Stored data —
************

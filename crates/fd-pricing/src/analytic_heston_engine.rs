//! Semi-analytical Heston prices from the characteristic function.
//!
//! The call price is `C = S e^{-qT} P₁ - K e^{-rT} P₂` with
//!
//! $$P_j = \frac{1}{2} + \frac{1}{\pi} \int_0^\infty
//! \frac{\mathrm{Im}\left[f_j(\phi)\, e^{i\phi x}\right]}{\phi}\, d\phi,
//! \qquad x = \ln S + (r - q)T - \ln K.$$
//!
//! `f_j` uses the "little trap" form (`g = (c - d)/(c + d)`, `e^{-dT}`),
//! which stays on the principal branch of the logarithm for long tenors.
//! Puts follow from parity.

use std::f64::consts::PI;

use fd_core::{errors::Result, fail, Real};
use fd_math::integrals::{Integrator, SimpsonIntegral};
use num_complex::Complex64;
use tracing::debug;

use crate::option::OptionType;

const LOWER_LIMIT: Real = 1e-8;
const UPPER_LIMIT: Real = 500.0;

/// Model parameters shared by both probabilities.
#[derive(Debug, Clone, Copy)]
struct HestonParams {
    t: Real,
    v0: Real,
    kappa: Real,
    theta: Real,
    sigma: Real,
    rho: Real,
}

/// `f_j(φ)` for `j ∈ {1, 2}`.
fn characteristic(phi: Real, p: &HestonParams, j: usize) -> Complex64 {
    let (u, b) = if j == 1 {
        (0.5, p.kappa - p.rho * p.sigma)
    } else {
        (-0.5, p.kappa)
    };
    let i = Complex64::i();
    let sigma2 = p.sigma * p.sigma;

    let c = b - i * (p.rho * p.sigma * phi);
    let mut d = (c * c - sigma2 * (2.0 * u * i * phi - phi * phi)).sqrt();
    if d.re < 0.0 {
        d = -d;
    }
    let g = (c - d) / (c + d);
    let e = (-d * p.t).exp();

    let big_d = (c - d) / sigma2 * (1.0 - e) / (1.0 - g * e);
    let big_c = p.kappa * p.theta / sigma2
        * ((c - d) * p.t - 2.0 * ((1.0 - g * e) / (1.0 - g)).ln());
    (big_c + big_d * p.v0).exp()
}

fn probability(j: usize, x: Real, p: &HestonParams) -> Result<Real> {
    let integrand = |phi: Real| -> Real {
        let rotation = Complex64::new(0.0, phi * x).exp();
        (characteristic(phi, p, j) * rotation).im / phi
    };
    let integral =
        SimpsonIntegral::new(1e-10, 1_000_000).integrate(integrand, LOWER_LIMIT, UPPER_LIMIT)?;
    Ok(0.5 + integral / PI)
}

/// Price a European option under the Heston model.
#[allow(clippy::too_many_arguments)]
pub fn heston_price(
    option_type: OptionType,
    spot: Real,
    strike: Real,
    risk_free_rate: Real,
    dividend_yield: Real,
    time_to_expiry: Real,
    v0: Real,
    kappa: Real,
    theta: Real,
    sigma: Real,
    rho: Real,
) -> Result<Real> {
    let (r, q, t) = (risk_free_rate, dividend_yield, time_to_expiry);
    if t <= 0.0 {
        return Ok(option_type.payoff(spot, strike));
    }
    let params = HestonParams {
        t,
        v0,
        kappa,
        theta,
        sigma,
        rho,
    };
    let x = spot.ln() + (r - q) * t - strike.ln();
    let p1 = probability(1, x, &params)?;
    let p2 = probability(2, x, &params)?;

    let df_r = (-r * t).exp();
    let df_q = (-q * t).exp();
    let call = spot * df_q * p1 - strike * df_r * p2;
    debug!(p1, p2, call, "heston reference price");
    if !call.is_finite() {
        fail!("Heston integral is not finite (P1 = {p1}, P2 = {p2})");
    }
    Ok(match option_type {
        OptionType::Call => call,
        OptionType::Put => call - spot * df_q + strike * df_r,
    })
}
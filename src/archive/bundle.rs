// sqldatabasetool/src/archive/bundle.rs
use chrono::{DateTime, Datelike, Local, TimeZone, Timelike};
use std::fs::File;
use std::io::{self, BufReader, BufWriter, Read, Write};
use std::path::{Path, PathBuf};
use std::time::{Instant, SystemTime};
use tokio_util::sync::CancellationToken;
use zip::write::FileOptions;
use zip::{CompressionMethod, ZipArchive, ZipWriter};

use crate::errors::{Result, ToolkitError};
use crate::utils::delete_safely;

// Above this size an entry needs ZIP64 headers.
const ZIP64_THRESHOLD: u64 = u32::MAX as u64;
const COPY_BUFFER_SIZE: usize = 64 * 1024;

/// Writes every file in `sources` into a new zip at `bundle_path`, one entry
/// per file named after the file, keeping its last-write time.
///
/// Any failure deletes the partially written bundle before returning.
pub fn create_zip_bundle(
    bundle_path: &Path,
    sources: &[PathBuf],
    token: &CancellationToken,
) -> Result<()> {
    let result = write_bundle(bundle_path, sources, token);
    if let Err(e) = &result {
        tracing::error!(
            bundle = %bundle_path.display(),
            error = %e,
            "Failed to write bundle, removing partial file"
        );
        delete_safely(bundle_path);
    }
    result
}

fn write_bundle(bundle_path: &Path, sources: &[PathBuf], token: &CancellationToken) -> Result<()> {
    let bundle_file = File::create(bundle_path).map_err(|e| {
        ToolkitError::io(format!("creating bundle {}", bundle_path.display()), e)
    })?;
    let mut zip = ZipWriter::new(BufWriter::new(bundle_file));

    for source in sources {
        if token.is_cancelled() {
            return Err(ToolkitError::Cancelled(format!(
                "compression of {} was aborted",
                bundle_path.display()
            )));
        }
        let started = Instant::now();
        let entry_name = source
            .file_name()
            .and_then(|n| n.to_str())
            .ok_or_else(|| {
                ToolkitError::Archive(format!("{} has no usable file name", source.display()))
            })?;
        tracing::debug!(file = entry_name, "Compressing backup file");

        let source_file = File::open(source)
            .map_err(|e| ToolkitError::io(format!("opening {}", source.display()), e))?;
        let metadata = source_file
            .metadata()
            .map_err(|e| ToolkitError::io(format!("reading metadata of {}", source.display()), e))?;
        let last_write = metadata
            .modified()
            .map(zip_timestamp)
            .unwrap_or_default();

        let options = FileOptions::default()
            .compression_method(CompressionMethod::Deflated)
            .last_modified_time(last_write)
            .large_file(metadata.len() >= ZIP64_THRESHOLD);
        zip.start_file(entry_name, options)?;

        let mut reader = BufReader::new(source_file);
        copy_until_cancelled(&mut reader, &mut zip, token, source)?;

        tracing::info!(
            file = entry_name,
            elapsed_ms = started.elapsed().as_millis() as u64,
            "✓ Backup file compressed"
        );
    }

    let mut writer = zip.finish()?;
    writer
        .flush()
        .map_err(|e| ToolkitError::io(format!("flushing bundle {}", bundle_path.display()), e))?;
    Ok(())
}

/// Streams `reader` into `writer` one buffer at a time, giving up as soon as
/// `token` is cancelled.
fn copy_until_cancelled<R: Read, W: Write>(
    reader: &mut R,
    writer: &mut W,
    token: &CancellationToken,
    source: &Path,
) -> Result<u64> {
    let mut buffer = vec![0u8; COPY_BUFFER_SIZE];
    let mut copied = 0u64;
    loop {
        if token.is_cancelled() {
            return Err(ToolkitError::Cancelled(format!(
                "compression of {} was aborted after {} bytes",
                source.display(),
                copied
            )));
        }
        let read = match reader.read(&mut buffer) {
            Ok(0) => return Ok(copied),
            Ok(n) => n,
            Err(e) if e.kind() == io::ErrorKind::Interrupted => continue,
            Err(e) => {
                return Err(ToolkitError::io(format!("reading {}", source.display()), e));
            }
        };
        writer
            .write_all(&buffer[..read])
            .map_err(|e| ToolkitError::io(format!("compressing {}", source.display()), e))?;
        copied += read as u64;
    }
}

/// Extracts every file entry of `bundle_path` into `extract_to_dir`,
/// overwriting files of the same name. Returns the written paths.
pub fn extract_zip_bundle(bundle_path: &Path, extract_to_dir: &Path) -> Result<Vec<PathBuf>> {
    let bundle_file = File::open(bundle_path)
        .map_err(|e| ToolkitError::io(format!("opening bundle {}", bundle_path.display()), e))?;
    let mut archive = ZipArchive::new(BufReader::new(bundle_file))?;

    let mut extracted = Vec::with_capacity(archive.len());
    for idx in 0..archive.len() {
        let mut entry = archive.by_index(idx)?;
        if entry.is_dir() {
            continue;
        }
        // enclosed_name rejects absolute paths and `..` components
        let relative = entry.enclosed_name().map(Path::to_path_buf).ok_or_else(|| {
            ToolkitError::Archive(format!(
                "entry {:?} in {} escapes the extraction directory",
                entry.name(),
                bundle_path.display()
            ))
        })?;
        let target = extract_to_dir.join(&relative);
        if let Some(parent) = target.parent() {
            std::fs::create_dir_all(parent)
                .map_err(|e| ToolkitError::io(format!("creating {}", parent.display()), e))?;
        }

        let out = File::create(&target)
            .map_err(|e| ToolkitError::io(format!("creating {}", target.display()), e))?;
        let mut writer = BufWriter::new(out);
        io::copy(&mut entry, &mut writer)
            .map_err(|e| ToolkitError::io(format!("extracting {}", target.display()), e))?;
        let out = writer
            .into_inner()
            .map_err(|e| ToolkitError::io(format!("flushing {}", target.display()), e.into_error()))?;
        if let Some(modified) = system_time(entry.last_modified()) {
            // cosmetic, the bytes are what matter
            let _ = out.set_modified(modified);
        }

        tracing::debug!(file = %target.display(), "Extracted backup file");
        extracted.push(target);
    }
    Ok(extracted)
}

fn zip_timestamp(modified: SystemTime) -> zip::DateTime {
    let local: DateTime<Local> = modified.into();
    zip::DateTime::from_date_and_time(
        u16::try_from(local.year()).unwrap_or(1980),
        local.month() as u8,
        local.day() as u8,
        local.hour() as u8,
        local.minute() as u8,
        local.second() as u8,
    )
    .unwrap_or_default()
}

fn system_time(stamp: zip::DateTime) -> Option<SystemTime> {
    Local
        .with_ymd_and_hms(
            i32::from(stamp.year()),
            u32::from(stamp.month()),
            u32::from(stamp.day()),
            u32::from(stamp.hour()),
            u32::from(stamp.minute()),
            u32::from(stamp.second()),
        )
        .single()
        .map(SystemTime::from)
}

************

EXERCISE BRIEF — From the records above, retype only the lines starting at the line that contains "follow from parity." and ending at the line that contains "use crate::option::OptionType;", both included.

EXERCISE ANSWER —
//! Puts follow from parity.

use std::f64::consts::PI;

use fd_core::{errors::Result, fail, Real};
use fd_math::integrals::{Integrator, SimpsonIntegral};
use num_complex::Complex64;
use tracing::debug;

use crate::option::OptionType;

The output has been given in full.